Introduction
Resource requests and limits are the contract between your workload and the Kubernetes scheduler. Get them right and your cluster is predictable, bin-packed efficiently, and degrades gracefully under load. Get them wrong and you get OOMKilled pods, throttled CPUs, evictions that cascade at the worst possible moment, and a scheduler that confidently places work onto nodes that cannot actually handle it.
The problem is that most teams set these values through cargo-culting, guessing, or copying whatever the tutorial said. This post is about doing it properly.

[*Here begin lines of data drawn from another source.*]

// ============================================================================
// Record Array Manager
// ============================================================================
//
// Tracks every record array of a store and brings them up to date when
// records change. Live arrays are held strongly (one per model); filtered
// and adapter-populated arrays are held weakly and pruned once the
// application drops them.
//
// ============================================================================

use super::{RecordArray, RecordArrayInner};
use crate::record::Record;
use std::collections::HashMap;
use std::sync::Weak;

#[derive(Default)]
pub struct RecordArrayManager {
    live: HashMap<String, RecordArray>,
    filtered: HashMap<String, Vec<Weak<RecordArrayInner>>>,
    populated: HashMap<String, Vec<Weak<RecordArrayInner>>>,
}

impl RecordArrayManager {
    pub fn new() -> Self {
        Self::default()
    }

    pub fn live_array(&self, model: &str) -> Option<RecordArray> {
        self.live.get(model).cloned()
    }

    pub(crate) fn register_live(&mut self, array: RecordArray) {
        self.live.insert(array.model_name().to_string(), array);
    }

    pub(crate) fn register_filtered(&mut self, array: &RecordArray) {
        self.filtered
            .entry(array.model_name().to_string())
            .or_default()
            .push(array.downgrade());
    }

    pub(crate) fn register_populated(&mut self, array: &RecordArray) {
        let arrays = self.populated.entry(array.model_name().to_string()).or_default();
        if !arrays
            .iter()
            .any(|existing| existing.ptr_eq(&array.downgrade()))
        {
            arrays.push(array.downgrade());
        }
    }

    fn alive(arrays: &mut Vec<Weak<RecordArrayInner>>) -> Vec<RecordArray> {
        arrays.retain(|array| array.strong_count() > 0);
        arrays.iter().filter_map(RecordArray::upgrade).collect()
    }

    pub fn filtered_arrays(&mut self, model: &str) -> Vec<RecordArray> {
        self.filtered.get_mut(model).map(Self::alive).unwrap_or_default()
    }

    pub fn populated_arrays(&mut self, model: &str) -> Vec<RecordArray> {
        self.populated.get_mut(model).map(Self::alive).unwrap_or_default()
    }

    /// Bring the live and adapter-populated arrays up to date with `records`.
    ///
    /// Returns the filtered arrays of the affected models; their predicates
    /// are evaluated by [`RecordArrayManager::apply_filters`] once the
    /// registry lock is released.
    pub(crate) fn record_did_change(&mut self, records: &[Record]) -> Vec<RecordArray> {
        let mut filtered: Vec<RecordArray> = Vec::new();

        for record in records {
            let visible = record.lock().is_visible();
            let model = record.model_name();

            if let Some(live) = self.live.get(model) {
                if visible {
                    live.insert(record);
                } else {
                    live.remove(record);
                }
            }

            if !visible {
                for array in self.populated_arrays(model) {
                    array.remove(record);
                }
            }

            for array in self.filtered_arrays(model) {
                if !filtered.contains(&array) {
                    filtered.push(array);
                }
            }
        }
        filtered
    }

    /// Re-evaluate the membership of `records` in filtered `arrays`.
    pub(crate) fn apply_filters(arrays: &[RecordArray], records: &[Record]) {
        for array in arrays {
            let Some(filter) = array.filter() else {
                continue;
            };
            let mut resort = false;
            for record in records.iter().filter(|record| record.model_name() == array.model_name()) {
                let visible = record.lock().is_visible();
                let changed = if visible && filter.matches(record) {
                    array.insert(record)
                } else {
                    array.remove(record)
                };
                resort |= changed || array.contains(record);
            }
            if filter.is_sorted() && resort {
                Self::sort(array);
            }
        }
    }

    /// Rebuild a filtered array from scratch over `candidates`.
    pub(crate) fn refilter(array: &RecordArray, candidates: Vec<Record>) {
        let Some(filter) = array.filter() else {
            return;
        };
        let mut records: Vec<Record> = candidates
            .into_iter()
            .filter(|record| record.lock().is_visible())
            .filter(|record| filter.matches(record))
            .collect();
        filter.sort(&mut records);
        array.replace_records(records);
        array.finish_loading(None);
    }

    fn sort(array: &RecordArray) {
        if let Some(filter) = array.filter() {
            let mut records = array.records();
            filter.sort(&mut records);
            array.replace_records(records);
        }
    }

    /// Empty every array; used when the store is destroyed.
    pub(crate) fn clear(&mut self) {
        for array in self.live.values() {
            array.clear();
        }
        let tracked: Vec<Weak<RecordArrayInner>> = self
            .filtered
            .drain()
            .chain(self.populated.drain())
            .flat_map(|(_, arrays)| arrays)
            .collect();
        for array in tracked.iter().filter_map(RecordArray::upgrade) {
            array.clear();
        }
        self.live.clear();
    }
}

#[cfg(test)]
mod tests {
    use super::*;
    use crate::record::RecordState;
    use crate::record_array::{RecordArrayKind, RecordFilter};
    use tokio_util::sync::CancellationToken;

    fn loaded(token: &CancellationToken, id: &str, title: &str) -> Record {
        let record = Record::detached("post", Some(id.to_string()), token);
        {
            let mut data = record.lock();
            data.state = RecordState::Clean;
            data.canonical.insert("title".to_string(), serde_json::json!(title));
        }
        record
    }

    #[test]
    fn test_live_array_tracks_visibility() {
        let token = CancellationToken::new();
        let mut manager = RecordArrayManager::new();
        manager.register_live(RecordArray::new("post", RecordArrayKind::Live, Weak::new(), Vec::new()));

        let record = loaded(&token, "1", "a");
        manager.record_did_change(&[record.clone()]);
        assert!(manager.live_array("post").unwrap().contains(&record));

        record.lock().state = RecordState::DeletedSaved;
        manager.record_did_change(&[record.clone()]);
        assert!(manager.live_array("post").unwrap().is_empty());
    }

    #[test]
    fn test_filtered_array_is_sorted_and_pruned() {
        let token = CancellationToken::new();
        let mut manager = RecordArrayManager::new();
        let filter = RecordFilter::new(|record| {
            record
                .get("title")
                .and_then(|title| title.as_str().map(|title| title.starts_with('r')))
                .unwrap_or(false)
        })
        .sorted_by(|a, b| a.id().cmp(&b.id()));
        let array = RecordArray::new("post", RecordArrayKind::Filtered(filter), Weak::new(), Vec::new());
        manager.register_filtered(&array);

        let second = loaded(&token, "2", "rust");
        let first = loaded(&token, "1", "rails");
        let other = loaded(&token, "3", "ember");
        let changed = [second.clone(), first.clone(), other];
        let arrays = manager.record_did_change(&changed);
        assert_eq!(arrays, vec![array.clone()]);
        RecordArrayManager::apply_filters(&arrays, &changed);
        assert_eq!(array.records(), vec![first, second.clone()]);

        second.lock().canonical.insert("title".to_string(), serde_json::json!("go"));
        let arrays = manager.record_did_change(&[second.clone()]);
        RecordArrayManager::apply_filters(&arrays, &[second.clone()]);
        assert_eq!(array.len(), 1);

        drop(array);
        assert!(manager.filtered_arrays("post").is_empty());
    }
}
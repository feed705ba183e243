/// What to do when `find_record` gets back a different id than it asked for
#[derive(Debug, Clone, Copy, Default, PartialEq, Eq)]
pub enum IdMismatchPolicy {
    /// Log a warning and push the response as returned
    #[default]
    Warn,
    /// Push the response as returned without logging
    Ignore,
}

/// How commit runs the save groups of one transaction
#[derive(Debug, Clone, Copy, Default, PartialEq, Eq)]
pub enum CommitMode {
    /// All (model, dirty type) groups at once
    #[default]
    Concurrent,
    /// One group after another, in group order
    Sequential,
}

/// Store configuration
///
/// ```
/// use memostore::{CommitMode, StoreConfig};
///
/// let config = StoreConfig::new("blog").commit_mode(CommitMode::Sequential);
/// assert_eq!(config.label, "blog");
/// ```
#[derive(Debug, Clone)]
pub struct StoreConfig {
    /// Name used in log and tracing fields
    pub label: String,

    pub id_mismatch: IdMismatchPolicy,

    pub commit_mode: CommitMode,

    /// Re-fetch records that are already loaded on every `find_record`
    pub reload_on_find: bool,
}

impl Default for StoreConfig {
    fn default() -> Self {
        Self::new("store")
    }
}

impl StoreConfig {
    /// Create a new store configuration
    pub fn new(label: &str) -> Self {
        Self {
            label: label.to_string(),
            id_mismatch: IdMismatchPolicy::Warn,
            commit_mode: CommitMode::Concurrent,
            reload_on_find: false,
        }
    }

    /// Set the label
    pub fn label(mut self, label: &str) -> Self {
        self.label = label.to_string();
        self
    }

    /// Set the id mismatch policy
    pub fn id_mismatch(mut self, policy: IdMismatchPolicy) -> Self {
        self.id_mismatch = policy;
        self
    }

    /// Set the commit mode
    pub fn commit_mode(mut self, mode: CommitMode) -> Self {
        self.commit_mode = mode;
        self
    }

    /// Always re-fetch on `find_record`
    pub fn reload_on_find(mut self, reload: bool) -> Self {
        self.reload_on_find = reload;
        self
    }
}
use std::env;
use std::time::Duration;

/// Sent with every request so intermediaries never serve a stale answer
pub const CACHE_CONTROL: &str = "max-age=0";

/// Wikidata rejects `wbgetentities` calls with more ids than this
pub const LABEL_CHUNK_SIZE: usize = 50;

/// Language whose Wikidata labels are used for property and entity names
pub const LABEL_LANGUAGE: &str = "en";

/// Coordinates are read from this wiki whatever the reference language is
pub const GEO_LANGUAGE: &str = "en";

/// Revision history is read from this wiki whatever the reference language is
pub const EDITS_LANGUAGE: &str = "en";

/// Default language for Google Suggest
pub const DEFAULT_SUGGEST_LANGUAGE: &str = "en";

/// Default look-back window for pageviews and page edits
pub const DEFAULT_WINDOW_DAYS: i64 = 30;

pub const WIKIDATA_CLAIMS_API: &str = "https://wikidata.org/w/api.php";
pub const WIKIDATA_LABELS_API: &str = "https://www.wikidata.org/w/api.php";
pub const PAGEVIEWS_API: &str = "https://wikimedia.org/api/rest_v1/metrics/pageviews/per-article";
pub const SUGGEST_API: &str = "https://suggestqueries.google.com/complete/search";

pub const DEFAULT_USER_AGENT: &str =
    concat!("wikilookup/", env!("CARGO_PKG_VERSION"), " (https://github.com/real-limoges/wikilookup)");
pub const DEFAULT_TIMEOUT_MS: u64 = 30_000;

/// MediaWiki action API for one language edition
pub fn wikipedia_api(language: &str) -> String {
    format!("https://{}.wikipedia.org/w/api.php", language)
}

/// HTTP client settings. The lookups themselves carry no configuration.
#[derive(Debug, Clone)]
pub struct ClientConfig {
    pub user_agent: String,
    pub timeout: Duration,
}

impl Default for ClientConfig {
    fn default() -> Self {
        Self {
            user_agent: DEFAULT_USER_AGENT.to_string(),
            timeout: Duration::from_millis(DEFAULT_TIMEOUT_MS),
        }
    }
}

impl ClientConfig {
    /// Reads `WIKILOOKUP_USER_AGENT` and `WIKILOOKUP_TIMEOUT_MS`, falling back to defaults.
    pub fn from_env() -> Self {
        let user_agent = env::var("WIKILOOKUP_USER_AGENT")
            .ok()
            .filter(|value| !value.trim().is_empty())
            .unwrap_or_else(|| DEFAULT_USER_AGENT.to_string());
        let timeout_ms = env::var("WIKILOOKUP_TIMEOUT_MS")
            .ok()
            .and_then(|value| value.trim().parse::<u64>().ok())
            .unwrap_or(DEFAULT_TIMEOUT_MS);

        Self {
            user_agent,
            timeout: Duration::from_millis(timeout_ms),
        }
    }

    pub fn with_user_agent(mut self, user_agent: impl Into<String>) -> Self {
        self.user_agent = user_agent.into();
        self
    }

    pub fn with_timeout(mut self, timeout: Duration) -> Self {
        self.timeout = timeout;
        self
    }
}
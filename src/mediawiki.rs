//! MediaWiki action API (`action=query&format=xml`) request helpers and the
//! slices of its XML responses the adapters read.

use crate::config::wikipedia_api;
use crate::error::{LookupError, LookupResult};
use crate::query::ApiQuery;
use crate::transport::Transport;
use serde::Deserialize;
use tracing::debug;

/// Starts an `action=query&format=xml` request against one language edition.
pub fn query(language: &str) -> ApiQuery {
    ApiQuery::new(wikipedia_api(language))
        .param("action", "query")
        .param("format", "xml")
}

/// Fetches and decodes a query, surfacing API-level errors.
pub fn fetch<T: Transport>(transport: &T, request: &ApiQuery) -> LookupResult<Query> {
    let url = request.url();
    let body = transport.get(&url)?;
    let response: ApiResponse = quick_xml::de::from_str(&body)?;

    if let Some(error) = response.error {
        debug!(url, code = %error.code, "MediaWiki returned an error");
        return Err(LookupError::Api {
            code: error.code,
            info: error.info,
        });
    }

    response.query.ok_or(LookupError::NoData)
}

#[derive(Debug, Deserialize)]
pub struct ApiResponse {
    #[serde(default)]
    pub query: Option<Query>,
    #[serde(default)]
    pub error: Option<ApiErrorInfo>,
}

#[derive(Debug, Deserialize)]
pub struct ApiErrorInfo {
    #[serde(rename = "@code", default)]
    pub code: String,
    #[serde(rename = "@info", default)]
    pub info: String,
}

#[derive(Debug, Default, Deserialize)]
pub struct Query {
    #[serde(default)]
    pub backlinks: Option<BacklinkList>,
    #[serde(default)]
    pub categorymembers: Option<CategoryMemberList>,
    #[serde(default)]
    pub pages: Option<Pages>,
}

impl Query {
    /// The first page of a `prop=` query; MediaWiki nests one per requested title.
    pub fn first_page(self) -> LookupResult<Page> {
        self.pages
            .and_then(|pages| pages.page.into_iter().next())
            .ok_or(LookupError::NoData)
    }
}

#[derive(Debug, Clone, Deserialize)]
pub struct TitledEntry {
    #[serde(rename = "@title")]
    pub title: String,
}

#[derive(Debug, Default, Deserialize)]
pub struct BacklinkList {
    #[serde(rename = "bl", default)]
    pub entries: Vec<TitledEntry>,
}

#[derive(Debug, Default, Deserialize)]
pub struct CategoryMemberList {
    #[serde(rename = "cm", default)]
    pub entries: Vec<TitledEntry>,
}

#[derive(Debug, Default, Deserialize)]
pub struct Pages {
    #[serde(default)]
    pub page: Vec<Page>,
}

#[derive(Debug, Default, Deserialize)]
pub struct Page {
    #[serde(rename = "@title", default)]
    pub title: String,
    #[serde(rename = "@missing", default)]
    pub missing: Option<String>,
    #[serde(default)]
    pub langlinks: Option<LangLinks>,
    #[serde(default)]
    pub links: Option<PageLinks>,
    #[serde(default)]
    pub coordinates: Option<Coordinates>,
    #[serde(default)]
    pub revisions: Option<Revisions>,
}

#[derive(Debug, Default, Deserialize)]
pub struct LangLinks {
    #[serde(rename = "ll", default)]
    pub entries: Vec<LangLink>,
}

#[derive(Debug, Clone, Deserialize)]
pub struct LangLink {
    #[serde(rename = "@lang")]
    pub lang: String,
    #[serde(rename = "$text", default)]
    pub title: String,
}

#[derive(Debug, Default, Deserialize)]
pub struct PageLinks {
    #[serde(rename = "pl", default)]
    pub entries: Vec<TitledEntry>,
}

#[derive(Debug, Default, Deserialize)]
pub struct Coordinates {
    #[serde(rename = "co", default)]
    pub entries: Vec<Coordinate>,
}

#[derive(Debug, Clone, Deserialize)]
pub struct Coordinate {
    #[serde(rename = "@lat")]
    pub lat: String,
    #[serde(rename = "@lon")]
    pub lon: String,
}

#[derive(Debug, Default, Deserialize)]
pub struct Revisions {
    #[serde(rename = "rev", default)]
    pub entries: Vec<Revision>,
}

#[derive(Debug, Clone, Deserialize)]
pub struct Revision {
    #[serde(rename = "@size")]
    pub size: i64,
    #[serde(rename = "@timestamp")]
    pub timestamp: String,
}
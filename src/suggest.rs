use crate::config::{DEFAULT_SUGGEST_LANGUAGE, SUGGEST_API};
use crate::error::{non_empty, LookupResult};
use crate::query::ApiQuery;
use crate::transport::Transport;
use serde::Deserialize;
use tracing::debug;

#[derive(Debug, Deserialize)]
struct Toplevel {
    #[serde(rename = "CompleteSuggestion", default)]
    entries: Vec<CompleteSuggestion>,
}

#[derive(Debug, Deserialize)]
struct CompleteSuggestion {
    suggestion: Suggestion,
}

#[derive(Debug, Deserialize)]
struct Suggestion {
    #[serde(rename = "@data")]
    data: String,
}

/// Google Suggest completions for a keyword, in the order Google ranks them.
pub fn suggestions<T: Transport>(
    transport: &T,
    keyword: &str,
    language: Option<&str>,
) -> LookupResult<Vec<String>> {
    let language = language
        .map(str::trim)
        .filter(|l| !l.is_empty())
        .unwrap_or(DEFAULT_SUGGEST_LANGUAGE);
    let request = ApiQuery::new(SUGGEST_API)
        .param("output", "toolbar")
        .param("hl", language)
        .param("q", keyword);

    let body = transport.get(&request.url())?;
    let toplevel: Toplevel = quick_xml::de::from_str(&body)?;
    let suggestions: Vec<String> = toplevel
        .entries
        .into_iter()
        .map(|entry| entry.suggestion.data)
        .collect();

    debug!(keyword, language, count = suggestions.len(), "suggestions");
    non_empty(suggestions)
}
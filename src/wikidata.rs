//! Wikidata facts for a Wikipedia article.
//!
//! Two phases, both against `wbgetentities`:
//!
//! 1. **Claims** -- fetch the entity linked to the article's site/title pair and
//!    reduce every statement to a plain value by datatype. Entity-valued
//!    statements are kept as QIDs.
//! 2. **Labels** -- resolve English labels for every property id and every
//!    referenced QID, in chunks of at most [`LABEL_CHUNK_SIZE`] ids.
//!
//! Facts are then emitted as `(property label, value)` pairs, with QIDs
//! replaced by their labels.

use crate::config::{LABEL_CHUNK_SIZE, LABEL_LANGUAGE, WIKIDATA_CLAIMS_API, WIKIDATA_LABELS_API};
use crate::error::{non_empty, LookupError, LookupResult};
use crate::models::MultiValueMode;
use crate::query::ApiQuery;
use crate::reference::Reference;
use crate::transport::Transport;
use indexmap::IndexMap;
use serde::de::{DeserializeOwned, Deserializer};
use serde::Deserialize;
use serde_json::Value;
use std::collections::HashMap;
use tracing::debug;

/// A statement value reduced to something printable.
#[derive(Debug, Clone, PartialEq, Eq)]
pub enum ClaimValue {
    Literal(String),
    Time(String),
    Quantity(String),
    /// `Q<numeric-id>`, shown through its label
    Entity(String),
}

#[derive(Debug, Clone, PartialEq, Eq)]
pub struct Claim {
    pub property: String,
    pub values: Vec<ClaimValue>,
}

/// Outcome of a label lookup for one id.
#[derive(Debug, Clone, PartialEq, Eq)]
pub enum Label {
    Found(String),
    /// Looked up, but the entity has no label in [`LABEL_LANGUAGE`]
    Missing,
}

/// Labels by property or entity id. An absent id was never looked up.
#[derive(Debug, Clone, Default)]
pub struct LabelMap {
    labels: HashMap<String, Label>,
}

impl LabelMap {
    pub fn get(&self, id: &str) -> Option<&Label> {
        self.labels.get(id)
    }

    /// The label text, if one was found.
    pub fn text(&self, id: &str) -> Option<&str> {
        match self.labels.get(id) {
            Some(Label::Found(text)) => Some(text),
            _ => None,
        }
    }

    pub fn insert(&mut self, id: impl Into<String>, label: Label) {
        self.labels.insert(id.into(), label);
    }

    pub fn len(&self) -> usize {
        self.labels.len()
    }

    pub fn is_empty(&self) -> bool {
        self.labels.is_empty()
    }
}

#[derive(Debug, Clone, PartialEq, Eq)]
pub struct Fact {
    pub property: String,
    pub value: String,
}

#[derive(Debug, Deserialize)]
struct EntitiesResponse {
    #[serde(default)]
    entities: IndexMap<String, Entity>,
    #[serde(default)]
    error: Option<ApiError>,
}

#[derive(Debug, Deserialize)]
struct ApiError {
    #[serde(default)]
    code: String,
    #[serde(default)]
    info: String,
}

#[derive(Debug, Deserialize)]
struct Entity {
    #[serde(default)]
    missing: Option<String>,
    #[serde(default, deserialize_with = "object_or_empty_array")]
    claims: IndexMap<String, Vec<Statement>>,
    #[serde(default, deserialize_with = "object_or_empty_array")]
    labels: HashMap<String, LabelValue>,
}

#[derive(Debug, Deserialize)]
struct Statement {
    #[serde(default)]
    mainsnak: Option<Snak>,
}

#[derive(Debug, Deserialize)]
struct Snak {
    #[serde(default)]
    datatype: Option<String>,
    #[serde(default)]
    datavalue: Option<DataValue>,
}

#[derive(Debug, Deserialize)]
struct DataValue {
    value: Value,
}

#[derive(Debug, Deserialize)]
struct LabelValue {
    #[serde(default)]
    value: String,
}

/// Wikibase serializes an empty map as `[]`.
fn object_or_empty_array<'de, D, T>(deserializer: D) -> Result<T, D::Error>
where
    D: Deserializer<'de>,
    T: DeserializeOwned + Default,
{
    match Value::deserialize(deserializer)? {
        Value::Array(items) if items.is_empty() => Ok(T::default()),
        Value::Null => Ok(T::default()),
        other => serde_json::from_value(other).map_err(serde::de::Error::custom),
    }
}

fn fetch_entities<T: Transport>(transport: &T, request: &ApiQuery) -> LookupResult<EntitiesResponse> {
    let body = transport.get(&request.url())?;
    let response: EntitiesResponse = serde_json::from_str(&body)?;
    if let Some(error) = response.error {
        return Err(LookupError::Api {
            code: error.code,
            info: error.info,
        });
    }
    Ok(response)
}

/// Reduces one statement by datatype; unknown datatypes and valueless snaks give `None`.
fn simplify_statement(statement: &Statement) -> Option<ClaimValue> {
    let snak = statement.mainsnak.as_ref()?;
    let value = &snak.datavalue.as_ref()?.value;

    match snak.datatype.as_deref()? {
        "string" | "commonsMedia" | "url" | "math" | "external-id" => {
            value.as_str().map(|s| ClaimValue::Literal(s.to_string()))
        }
        "monolingualtext" => value["text"].as_str().map(|s| ClaimValue::Literal(s.to_string())),
        "wikibase-item" => value["numeric-id"]
            .as_u64()
            .map(|id| ClaimValue::Entity(format!("Q{}", id))),
        "time" => value["time"].as_str().map(|s| ClaimValue::Time(s.to_string())),
        "quantity" => value["amount"].as_str().map(|s| ClaimValue::Quantity(s.to_string())),
        _ => None,
    }
}

/// Claims of the entity behind a Wikipedia article, in API order.
pub fn claims<T: Transport>(transport: &T, reference: &Reference) -> LookupResult<Vec<Claim>> {
    let request = ApiQuery::new(WIKIDATA_CLAIMS_API)
        .param("action", "wbgetentities")
        .param("sites", &format!("{}wiki", reference.language))
        .param("format", "json")
        .param("props", "claims")
        .title("titles", &reference.title);

    let response = fetch_entities(transport, &request)?;
    let (id, entity) = response.entities.into_iter().next().ok_or(LookupError::NoData)?;
    if entity.missing.is_some() {
        debug!(reference = %reference, "no Wikidata entity");
        return Err(LookupError::NoData);
    }

    let claims: Vec<Claim> = entity
        .claims
        .into_iter()
        .map(|(property, statements)| Claim {
            property,
            values: statements.iter().filter_map(simplify_statement).collect(),
        })
        .collect();
    debug!(entity = %id, claims = claims.len(), "claims simplified");
    Ok(claims)
}

/// Property ids first, then referenced entities, each id once.
pub fn label_ids(claims: &[Claim]) -> Vec<String> {
    let mut ids: Vec<String> = Vec::new();
    let mut push = |id: &str| {
        if !ids.iter().any(|existing| existing == id) {
            ids.push(id.to_string());
        }
    };
    for claim in claims {
        push(&claim.property);
    }
    for claim in claims {
        for value in &claim.values {
            if let ClaimValue::Entity(qid) = value {
                push(qid);
            }
        }
    }
    ids
}

/// Resolves labels one chunk at a time; every requested id ends up in the map.
pub fn labels<T: Transport>(transport: &T, ids: &[String]) -> LookupResult<LabelMap> {
    let mut labels = LabelMap::default();

    for chunk in ids.chunks(LABEL_CHUNK_SIZE) {
        let request = ApiQuery::new(WIKIDATA_LABELS_API)
            .param("action", "wbgetentities")
            .param("languages", LABEL_LANGUAGE)
            .param("format", "json")
            .param("props", "labels")
            .param("ids", &chunk.join("|"));
        let mut response = fetch_entities(transport, &request)?;

        for id in chunk {
            let label = response
                .entities
                .swap_remove(id)
                .and_then(|mut entity| entity.labels.remove(LABEL_LANGUAGE))
                .map(|l| l.value)
                .filter(|v| !v.is_empty())
                .map_or(Label::Missing, Label::Found);
            labels.insert(id.clone(), label);
        }
        debug!(chunk = chunk.len(), "labels resolved");
    }

    Ok(labels)
}

/// Turns simplified claims into labelled facts.
///
/// A single-valued claim always yields a row. Multi-valued claims yield rows
/// only in [`MultiValueMode::First`] (first value) or [`MultiValueMode::All`].
/// Rows whose property or value has no label are dropped.
pub fn facts_from(claims: &[Claim], labels: &LabelMap, mode: MultiValueMode) -> Vec<Fact> {
    let mut facts = Vec::new();

    for claim in claims {
        let selected: &[ClaimValue] = match (claim.values.len(), mode) {
            (1, _) => claim.values.as_slice(),
            (n, MultiValueMode::First) if n > 1 => &claim.values[..1],
            (n, MultiValueMode::All) if n > 1 => claim.values.as_slice(),
            _ => continue,
        };

        let Some(property) = labels.text(&claim.property) else {
            continue;
        };
        for value in selected {
            let text = match value {
                ClaimValue::Entity(qid) => labels.text(qid),
                ClaimValue::Literal(s) | ClaimValue::Time(s) | ClaimValue::Quantity(s) => {
                    Some(s.as_str())
                }
            };
            if let Some(text) = text.filter(|t| !t.is_empty()) {
                facts.push(Fact {
                    property: property.to_string(),
                    value: text.to_string(),
                });
            }
        }
    }

    facts
}

/// Labelled facts for an article.
pub fn facts<T: Transport>(
    transport: &T,
    reference: &Reference,
    mode: MultiValueMode,
) -> LookupResult<Vec<Fact>> {
    let claims = claims(transport, reference)?;
    let ids = label_ids(&claims);
    let labels = labels(transport, &ids)?;
    non_empty(facts_from(&claims, &labels, mode))
}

What requests and limits actually mean
Requests are what the scheduler uses to decide where to place a pod. A node is considered eligible if it has enough unallocated capacity — that is, the sum of all pods’ requests fits within the node’s allocatable resources. The pod may use less than it requested, or more, as long as resources are available.
Limits are a hard ceiling enforced at runtime by cgroups. For CPU, exceeding the limit causes throttling — the process is slowed down but not killed. For memory, exceeding the limit causes the OOM killer to terminate the container. This distinction matters enormously in practice.
The most common mistakes
Setting limits without requests
If you set resources.limits but not resources.requests, Kubernetes sets requests equal to limits. This sounds safe but it destroys bin-packing efficiency: every pod reserves its worst-case allocation even when idle.
Setting CPU limits too low
CPU is compressible. Throttling is silent. A pod that is hitting its CPU limit every few seconds will appear healthy — it’s running, it’s responding — but latency percentiles at the tail will be elevated and you will spend hours blaming your application code.
The practical answer for many services: set CPU requests based on typical load, and either set limits generously or omit them entirely (using a LimitRange at the namespace level as a backstop).
Setting memory limits equal to requests
Memory is incompressible. If your application has any variance in heap usage — and most do — tight memory limits will cause periodic OOMKills under load spikes. The better model is requests at typical usage, limits at the maximum you’d tolerate before you’d rather crash and restart than let the node run out of RAM.
Not knowing what your application actually uses
This is the root cause. You cannot set accurate values if you have never measured. Prometheus metrics container_cpu_usage_seconds_total and container_memory_working_set_bytes are what the kubelet uses internally. Query them for your workload over a representative period, find the 95th and 99th percentiles, and use those as your baseline.
A practical approach
- Deploy with only requests set, based on a reasonable estimate.
- Run for two weeks under realistic traffic.
- Query actual usage from your metrics store.
- Set requests at p90 usage, limits at 2× for memory, and revisit CPU limits only if you see specific throttling evidence.
- Use VPA in recommendation mode (
updateMode: Off) to get Kubernetes’ own suggestions as a sanity check.
Vertical Pod Autoscaler in recommendation mode is underused. It watches your pods’ actual resource consumption and tells you what it would have recommended. You don’t have to accept its recommendations automatically — just read them.
QoS classes and why they matter for eviction
Kubernetes assigns pods to one of three Quality of Service classes:
- Guaranteed — requests equal limits for all containers
- Burstable — requests are set but differ from limits
- BestEffort — no requests or limits at all
Under memory pressure, the kubelet evicts BestEffort pods first, then Burstable, then Guaranteed. This means your monitoring stack should be Guaranteed. Your batch ML training jobs can probably be BestEffort. Most application pods should be Burstable, tuned as above.
Understanding this hierarchy turns eviction from a mysterious random event into a predictable, intentional design choice.